È stata inoltre annunciata l’attivazione (avvenuta ieri) del nuovo reparto di Terapia intensiva, dotato di quattro posti, dell’ospedale Spoke di Paola-Cetraro.
«Si tratta – ha affermato il Presidente facente funzioni, – di un grandissimo risultato, che aspettavo da tempo. Voglio ringraziare il primario del reparto Anestesia, Maria Franca Occhiuzzi, e il commissario dell’Azienda Sanitaria provinciale di Cosenza, Vincenzo La Regina. Avere quattro posti di Terapia intensiva in più è un risultato veramente importante, in un momento cruciale.
«In una fase come questa, in cui, purtroppo, i casi di contagi stanno aumentando – aggiunge Spirlì, – questo reparto rappresenta qualcosa di veramente di speciale. Per cui dico grazie a chi si è impegnato e a tutti gli operatori che saranno impegnati a salvare vite umane.»
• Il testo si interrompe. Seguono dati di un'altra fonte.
//! Channel provenance and emission targets
//!
//! `ReceptionChannelInfo` records how a message reached us. Steps declare a
//! `ChannelRequirement`; the dispatcher refuses to run a step whose
//! requirement the provenance does not meet.

use serde::{Deserialize, Serialize};
use std::fmt;

use crate::identifiers::{DeviceUid, IdentityKey};

/// How an inbound message arrived
#[derive(Debug, Clone, PartialEq, Eq, Serialize, Deserialize)]
pub enum ReceptionChannelInfo {
    /// Posted by this device to itself
    Local,
    /// Unauthenticated broadcast addressed to an identity; only signed
    /// identity-to-identity assertions travel this way
    AsymmetricBroadcast,
    /// Authenticated secure channel with one remote device
    ObliviousChannel {
        /// Identity owning the remote device
        remote_identity: IdentityKey,
        /// The remote device
        remote_device: DeviceUid,
        /// Whether the channel is known to be confirmed on both ends
        confirmed: bool,
    },
}

impl ReceptionChannelInfo {
    /// Remote identity of an oblivious channel, if any
    pub fn remote_identity(&self) -> Option<&IdentityKey> {
        match self {
            Self::ObliviousChannel {
                remote_identity, ..
            } => Some(remote_identity),
            _ => None,
        }
    }

    /// Remote device of an oblivious channel, if any
    pub fn remote_device(&self) -> Option<DeviceUid> {
        match self {
            Self::ObliviousChannel { remote_device, .. } => Some(*remote_device),
            _ => None,
        }
    }

    /// Whether the message was posted locally
    pub fn is_local(&self) -> bool {
        matches!(self, Self::Local)
    }
}

/// Channel class a step accepts its triggering message from
#[derive(Debug, Clone, Copy, PartialEq, Eq, Hash, Serialize, Deserialize)]
pub enum ChannelRequirement {
    /// Local loopback only
    Local,
    /// Confirmed secure channel with a device of some other identity
    ContactDevice,
    /// Confirmed secure channel with another device of the owned identity
    OwnedDevice,
    /// Unauthenticated broadcast
    AsymmetricBroadcast,
}

impl ChannelRequirement {
    /// Whether `info` satisfies this requirement for `owned_identity`
    pub fn accepts(&self, info: &ReceptionChannelInfo, owned_identity: &IdentityKey) -> bool {
        match (self, info) {
            (Self::Local, ReceptionChannelInfo::Local) => true,
            (Self::AsymmetricBroadcast, ReceptionChannelInfo::AsymmetricBroadcast) => true,
            (
                Self::ContactDevice,
                ReceptionChannelInfo::ObliviousChannel {
                    remote_identity,
                    confirmed,
                    ..
                },
            ) => *confirmed && remote_identity != owned_identity,
            (
                Self::OwnedDevice,
                ReceptionChannelInfo::ObliviousChannel {
                    remote_identity,
                    confirmed,
                    ..
                },
            ) => *confirmed && remote_identity == owned_identity,
            _ => false,
        }
    }
}

impl fmt::Display for ChannelRequirement {
    fn fmt(&self, f: &mut fmt::Formatter<'_>) -> fmt::Result {
        let name = match self {
            Self::Local => "local",
            Self::ContactDevice => "contact-device",
            Self::OwnedDevice => "owned-device",
            Self::AsymmetricBroadcast => "asymmetric-broadcast",
        };
        f.write_str(name)
    }
}

/// Where an emitted message should be delivered
#[derive(Debug, Clone, PartialEq, Eq, Serialize, Deserialize)]
pub enum SendChannelTarget {
    /// Loop back into this device's inbox
    Local,
    /// Unauthenticated broadcast to every device of an identity
    AsymmetricBroadcast {
        /// Recipient identity
        to_identity: IdentityKey,
    },
    /// Every secure channel with a contact's devices
    AllContactDevices {
        /// Recipient contact
        contact: IdentityKey,
    },
    /// The secure channel with one contact device
    ContactDevice {
        /// Recipient contact
        contact: IdentityKey,
        /// Recipient device
        device: DeviceUid,
    },
    /// Every secure channel with the owned identity's other devices
    AllOwnedDevices,
}

#[cfg(test)]
mod tests {
    use super::*;

    fn oblivious(remote: IdentityKey, confirmed: bool) -> ReceptionChannelInfo {
        ReceptionChannelInfo::ObliviousChannel {
            remote_identity: remote,
            remote_device: DeviceUid::random(),
            confirmed,
        }
    }

    #[test]
    fn broadcast_never_satisfies_authenticated_requirements() {
        let owned = IdentityKey::from_bytes([1; 32]);
        let info = ReceptionChannelInfo::AsymmetricBroadcast;
        assert!(!ChannelRequirement::ContactDevice.accepts(&info, &owned));
        assert!(!ChannelRequirement::OwnedDevice.accepts(&info, &owned));
        assert!(!ChannelRequirement::Local.accepts(&info, &owned));
        assert!(ChannelRequirement::AsymmetricBroadcast.accepts(&info, &owned));
    }

    #[test]
    fn oblivious_channels_split_by_remote_identity() {
        let owned = IdentityKey::from_bytes([1; 32]);
        let contact = IdentityKey::from_bytes([2; 32]);
        assert!(ChannelRequirement::ContactDevice.accepts(&oblivious(contact, true), &owned));
        assert!(!ChannelRequirement::ContactDevice.accepts(&oblivious(owned, true), &owned));
        assert!(ChannelRequirement::OwnedDevice.accepts(&oblivious(owned, true), &owned));
        assert!(!ChannelRequirement::ContactDevice.accepts(&oblivious(contact, false), &owned));
    }
}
«Questo risultato – commenta il commissario La Regina, – è un aiuto importante per tutta la sanità cosentina. Siamo finalmente riusciti ad avere il collaudo e presto saremo operativi.»

I laboratori privati potranno eseguire i test molecolari

Spirlì, infine, ha annunciato la firma dell’ordinanza numero 15: riguarda i laboratori privati, che sono ora abilitati all’esecuzione del test molecolare su tampone rino-faringeo per la ricerca di Rna del Covid-19.
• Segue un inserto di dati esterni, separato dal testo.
//! Protocol instance store
//!
//! One record per running protocol instance, keyed by `(owned identity,
//! uid)`. The state discriminator and payload are always written together.
//! Deleting an instance also deletes what only makes sense while it runs:
//! its queued messages, the links it registered as a parent and its waiting
//! records.

use serde::{Deserialize, Serialize};

use tandem_core::{
    now_ms, Encoded, IdentityKey, ProtocolInstanceUid, ProtocolKind, Result, StateKind,
    StoreTransaction, TandemError,
};

use super::{family_prefix, inbox, links, owned_prefix, read, scan, waiting, write};

const FAMILY: &str = "instance";

/// Persisted protocol instance
#[derive(Debug, Clone, PartialEq, Eq, Serialize, Deserialize)]
pub struct ProtocolInstanceRecord {
    /// Owning identity
    pub owned_identity: IdentityKey,
    /// Instance uid
    pub uid: ProtocolInstanceUid,
    /// Protocol the instance runs
    pub protocol_kind: ProtocolKind,
    /// Current state discriminator
    pub state_kind: StateKind,
    /// Current state payload
    pub state: Encoded,
    /// Creation time in milliseconds since the Unix epoch
    pub created_at_ms: u64,
}

impl ProtocolInstanceRecord {
    /// Handle naming this instance
    pub fn handle(&self) -> InstanceHandle {
        InstanceHandle {
            owned_identity: self.owned_identity,
            uid: self.uid,
            protocol_kind: self.protocol_kind,
        }
    }
}

/// Immutable identity of a stored instance
#[derive(Debug, Clone, Copy, PartialEq, Eq, Hash)]
pub struct InstanceHandle {
    /// Owning identity
    pub owned_identity: IdentityKey,
    /// Instance uid
    pub uid: ProtocolInstanceUid,
    /// Protocol the instance runs
    pub protocol_kind: ProtocolKind,
}

fn key(owned: &IdentityKey, uid: &ProtocolInstanceUid) -> String {
    format!("{}{}", owned_prefix(FAMILY, owned), uid.uuid())
}

/// Create an instance; fails with `AlreadyExists` if the pair is taken
pub fn create(
    tx: &mut dyn StoreTransaction,
    owned_identity: IdentityKey,
    protocol_kind: ProtocolKind,
    uid: ProtocolInstanceUid,
    state_kind: StateKind,
    state: Encoded,
) -> Result<InstanceHandle> {
    let key = key(&owned_identity, &uid);
    if tx.contains(&key)? {
        return Err(TandemError::already_exists(format!(
            "protocol instance {uid} for {owned_identity}"
        )));
    }
    let record = ProtocolInstanceRecord {
        owned_identity,
        uid,
        protocol_kind,
        state_kind,
        state,
        created_at_ms: now_ms(),
    };
    write(tx, &key, &record)?;
    Ok(record.handle())
}

/// Load an instance
pub fn get(
    tx: &mut dyn StoreTransaction,
    owned: &IdentityKey,
    uid: &ProtocolInstanceUid,
) -> Result<Option<ProtocolInstanceRecord>> {
    read(tx, &key(owned, uid))
}

/// Replace the state of an existing instance
pub fn update_state(
    tx: &mut dyn StoreTransaction,
    handle: &InstanceHandle,
    state_kind: StateKind,
    state: Encoded,
) -> Result<()> {
    let key = key(&handle.owned_identity, &handle.uid);
    let mut record: ProtocolInstanceRecord = read(tx, &key)?.ok_or_else(|| {
        TandemError::unknown_protocol_instance(format!(
            "{} for {}",
            handle.uid, handle.owned_identity
        ))
    })?;
    if record.protocol_kind != handle.protocol_kind {
        return Err(TandemError::internal(format!(
            "instance {} runs {}, not {}",
            handle.uid, record.protocol_kind, handle.protocol_kind
        )));
    }
    record.state_kind = state_kind;
    record.state = state;
    write(tx, &key, &record)
}

/// Delete an instance with its queued messages, parent links and waiters
pub fn delete(
    tx: &mut dyn StoreTransaction,
    owned: &IdentityKey,
    uid: &ProtocolInstanceUid,
) -> Result<bool> {
    let existed = tx.delete(&key(owned, uid))?;
    inbox::delete_for_instance(tx, owned, uid)?;
    links::delete_for_parent(tx, owned, uid)?;
    waiting::delete_for_instance(tx, owned, uid)?;
    Ok(existed)
}

/// Every instance of one owned identity
pub fn list(tx: &mut dyn StoreTransaction, owned: &IdentityKey) -> Result<Vec<ProtocolInstanceRecord>> {
    Ok(scan(tx, &owned_prefix(FAMILY, owned))?
        .into_iter()
        .map(|(_, record)| record)
        .collect())
}

/// Every instance of every owned identity
pub fn list_all(tx: &mut dyn StoreTransaction) -> Result<Vec<ProtocolInstanceRecord>> {
    Ok(scan(tx, &family_prefix(FAMILY))?
        .into_iter()
        .map(|(_, record)| record)
        .collect())
}

/// Delete every instance of `owned` except `keep`, returning how many went
pub fn delete_all_except(
    tx: &mut dyn StoreTransaction,
    owned: &IdentityKey,
    keep: &ProtocolInstanceUid,
) -> Result<usize> {
    let mut deleted = 0;
    for record in list(tx, owned)? {
        if record.uid == *keep {
            continue;
        }
        if delete(tx, owned, &record.uid)? {
            deleted += 1;
        }
    }
    Ok(deleted)
}

/// Up to `limit` instances whose state `is_final` declares terminal
pub fn find_final(
    tx: &mut dyn StoreTransaction,
    is_final: impl Fn(ProtocolKind, StateKind) -> bool,
    limit: usize,
) -> Result<Vec<InstanceHandle>> {
    Ok(list_all(tx)?
        .into_iter()
        .filter(|record| is_final(record.protocol_kind, record.state_kind))
        .take(limit)
        .map(|record| record.handle())
        .collect())
}

#[cfg(test)]
mod tests {
    use super::*;
    use tandem_core::{
        MessageKind, ProtocolEnvelope, ReceivedMessage, ReceptionChannelInfo, TransactionalStore,
    };
    use tandem_testkit::MemoryStore;

    use crate::records::links::LinkRecord;

    const OWNED: IdentityKey = IdentityKey([4; 32]);

    fn create_in(tx: &mut dyn StoreTransaction, state: u8) -> InstanceHandle {
        create(
            tx,
            OWNED,
            ProtocolKind::GroupV2,
            ProtocolInstanceUid::random(),
            StateKind(state),
            Encoded(vec![state]),
        )
        .unwrap()
    }

    #[test]
    fn uid_is_unique_per_owned_identity() {
        let store = MemoryStore::new();
        let mut tx = store.begin();
        let handle = create_in(&mut tx, 0);
        let again = create(
            &mut tx,
            OWNED,
            ProtocolKind::GroupV2,
            handle.uid,
            StateKind(0),
            Encoded(Vec::new()),
        );
        assert!(matches!(again, Err(TandemError::AlreadyExists { .. })));
    }

    #[test]
    fn state_updates_keep_kind_and_payload_together() {
        let store = MemoryStore::new();
        let mut tx = store.begin();
        let handle = create_in(&mut tx, 0);
        update_state(&mut tx, &handle, StateKind(2), Encoded(vec![2, 2])).unwrap();
        let record = get(&mut tx, &OWNED, &handle.uid).unwrap().unwrap();
        assert_eq!(record.state_kind, StateKind(2));
        assert_eq!(record.state, Encoded(vec![2, 2]));

        let foreign = InstanceHandle {
            protocol_kind: ProtocolKind::ChannelCreation,
            ..handle
        };
        assert!(update_state(&mut tx, &foreign, StateKind(1), Encoded(Vec::new())).is_err());

        let missing = InstanceHandle {
            uid: ProtocolInstanceUid::random(),
            ..handle
        };
        assert!(matches!(
            update_state(&mut tx, &missing, StateKind(1), Encoded(Vec::new())),
            Err(TandemError::UnknownProtocolInstance { .. })
        ));
    }

    #[test]
    fn delete_cascades_to_queued_messages_and_links() {
        let store = MemoryStore::new();
        let mut tx = store.begin();
        let handle = create_in(&mut tx, 0);
        let envelope = ProtocolEnvelope {
            owned_identity: OWNED,
            protocol_kind: ProtocolKind::GroupV2,
            instance_uid: handle.uid,
            message_kind: MessageKind(0),
            arguments: Vec::new(),
        };
        inbox::insert(&mut tx, &ReceivedMessage::new(envelope, ReceptionChannelInfo::Local)).unwrap();
        let child = ProtocolInstanceUid::random();
        links::register(
            &mut tx,
            &LinkRecord {
                owned_identity: OWNED,
                parent_kind: ProtocolKind::GroupV2,
                parent_uid: handle.uid,
                child_uid: child,
                expected_child_state: StateKind(1),
                message_kind: MessageKind(1),
            },
        )
        .unwrap();

        assert!(delete(&mut tx, &OWNED, &handle.uid).unwrap());
        assert!(get(&mut tx, &OWNED, &handle.uid).unwrap().is_none());
        assert!(inbox::list_all(&mut tx).unwrap().is_empty());
        assert!(links::for_child(&mut tx, &OWNED, &child).unwrap().is_empty());
        assert!(!delete(&mut tx, &OWNED, &handle.uid).unwrap());
    }

    #[test]
    fn sweeps_select_by_state_and_keep_the_survivor() {
        let store = MemoryStore::new();
        let mut tx = store.begin();
        let running = create_in(&mut tx, 0);
        for _ in 0..3 {
            create_in(&mut tx, 2);
        }
        let finals = find_final(&mut tx, |_, state| state == StateKind(2), 2).unwrap();
        assert_eq!(finals.len(), 2);
        assert!(finals.iter().all(|handle| handle.uid != running.uid));

        assert_eq!(delete_all_except(&mut tx, &OWNED, &running.uid).unwrap(), 3);
        let left: Vec<_> = list(&mut tx, &OWNED).unwrap().into_iter().map(|r| r.uid).collect();
        assert_eq!(left, vec![running.uid]);
    }
}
“La situazione complessiva, nei vari ambiti provinciali – è scritto nell’ordinanza, – sta determinando, in periodi particolari, un sovraccarico delle attività dei laboratori pubblici a oggi operanti”. Inoltre, “la capacità di testing deve essere rafforzata su tutto il territorio regionale, anche alla luce della necessità di individuazione delle varianti del virus, che può determinare un ulteriore carico di lavoro per taluni laboratori pubblici regionali designati al sequenziamento, già impegnati nell’ordinaria esecuzione dei test, nonché in relazione alle attività di verifica dell’adeguatezza e della congruità dal punto di vista quantitativo, correlate al livello di circolazione del virus.
“Devono essere tenute in considerazione, inoltre – è scritto ancora, – le svariate condizioni di necessità da parte di privati cittadini (per esigenze individuali connesse a viaggi all’estero, motivi lavorativi, ovvero per altri bisogni non connessi alle procedure fissate a carico del Sistema Sanitario Regionale) di effettuare il prelievo del campione per il test molecolare, nonché da parte di datori di lavoro o di strutture sanitarie private che, nell’ambito delle proprie procedure, vogliano implementare screening di verifica sul personale avvalendosi del predetto test.
“I laboratori abilitati all’esecuzione dei test – viene specificato – sono: Bios Diagnostic Laboratories di Crotone; Ippocrate di Catanzaro; Nusdeo di Vibo Valentia; Istituto Clinico De Blasi di Reggio Calabria; Laboratori Riuniti della Piana-Centro Diagnostico Gamma di Gioia Tauro; Antico Laboratori di Antico Alfredo di Siderno; Multimed Network di Vibo Valentia.”
L’Unità di Crisi è stata riconvocata per venerdì 26 marzo, alle ore 10:30.